Monday - December 11, 2006

Public Lecture: Making Molecular Movies

(Image - Public Lecture poster)
Image courtesy of SLAC InfoMedia

Movies have transformed our perception of the world. With slow motion photography, we can see a hummingbird flap its wings, and a bullet pierce an apple. The remarkably small and extremely fast molecular world that determines how your body functions cannot be captured with even the most sophisticated movie camera today. To see chemistry in real time requires a camera capable of seeing molecules that are one ten billionth of a foot with a frame rate of 10 trillion frames per second.
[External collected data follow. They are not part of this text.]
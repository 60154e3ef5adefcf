/*
    error.rs - Error types for the hierarchy

    Covers:
    - Stale or unknown handles
    - Capacity exhaustion (the arena's stand-in for allocation failure)
    - Misuse of the attach/detach protocol
*/

use super::types::{ListId, NodeId};
use thiserror::Error;

/// Errors produced by hierarchy operations
#[derive(Debug, Clone, PartialEq, Eq, Error)]
pub enum HierarchyError {
    /// Handle refers to a destroyed or never-allocated node
    #[error("Unknown node: {0}")]
    UnknownNode(NodeId),

    /// Handle refers to a removed or never-allocated list
    #[error("Unknown list: {0}")]
    UnknownList(ListId),

    /// The arena reached its configured size
    #[error("Capacity exhausted: at most {limit} {kind} may be live")]
    CapacityExhausted { kind: &'static str, limit: usize },

    /// Names must be non-empty and may not collide with the snapshot metadata key
    #[error("Invalid node name: '{0}'")]
    InvalidName(String),

    #[error("Node {0} is already attached to a list")]
    AlreadyAttached(NodeId),

    #[error("Node {0} is not attached to any list")]
    Detached(NodeId),

    /// Node is attached, but to another list than the one given
    #[error("Node {node} is not a member of {list}")]
    NotInList { node: NodeId, list: ListId },

    #[error("List {0} is empty")]
    EmptyList(ListId),

    #[error("Name '{name}' already exists in {list}")]
    DuplicateName { list: ListId, name: String },

    /// Attaching would place a node beneath itself
    #[error("Attaching {node} to {list} would create a cycle")]
    CycleDetected { node: NodeId, list: ListId },

    #[error("Hierarchy depth limit of {0} exceeded")]
    DepthExceeded(usize),

    #[error("Node {0} still has attached sub-groups or members")]
    HasChildren(NodeId),

    #[error("List {list} still holds {len} nodes")]
    ListNotEmpty { list: ListId, len: usize },

    /// Child lists live and die with their owning node
    #[error("List {list} is owned by {owner}")]
    OwnedList { list: ListId, owner: NodeId },

    #[error("Ring of {list} is corrupted: {reason}")]
    RingCorrupted { list: ListId, reason: String },
}

/// Result type for hierarchy operations
pub type HierarchyResult<T> = Result<T, HierarchyError>;

impl HierarchyError {
    /// True for errors caused by a handle outliving its slot
    pub fn is_stale_handle(&self) -> bool {
        matches!(self, HierarchyError::UnknownNode(_) | HierarchyError::UnknownList(_))
    }
}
With the Linac Coherent Light Source (LCLS), SLAC has embarked on the construction of just such a camera. In tomorrow's public lecture, "Making Molecular Movies: 10,000,000,000,000 Frames per Second," Kelly Gaffney will discuss how this molecular movie camera will work and how it will change our perception of the world. The lecture takes place at 7:30 p.m. on Tuesday, December 12, in the Panofsky Auditorium. All are welcome to attend.

(Director's Column)

What an exciting week it's been. The lab has been humming with activity, and everyone must have felt a bit of the buzz—whether it was in the packed meeting rooms, the intense discussions on the walkways, or at the overflowing Linear CafĂ©. At the very least, everyone is sure to have noticed the very full parking lots. All this bustle is exciting not only for the energy it brings, but also because it indicates that SLAC is at the center of international research.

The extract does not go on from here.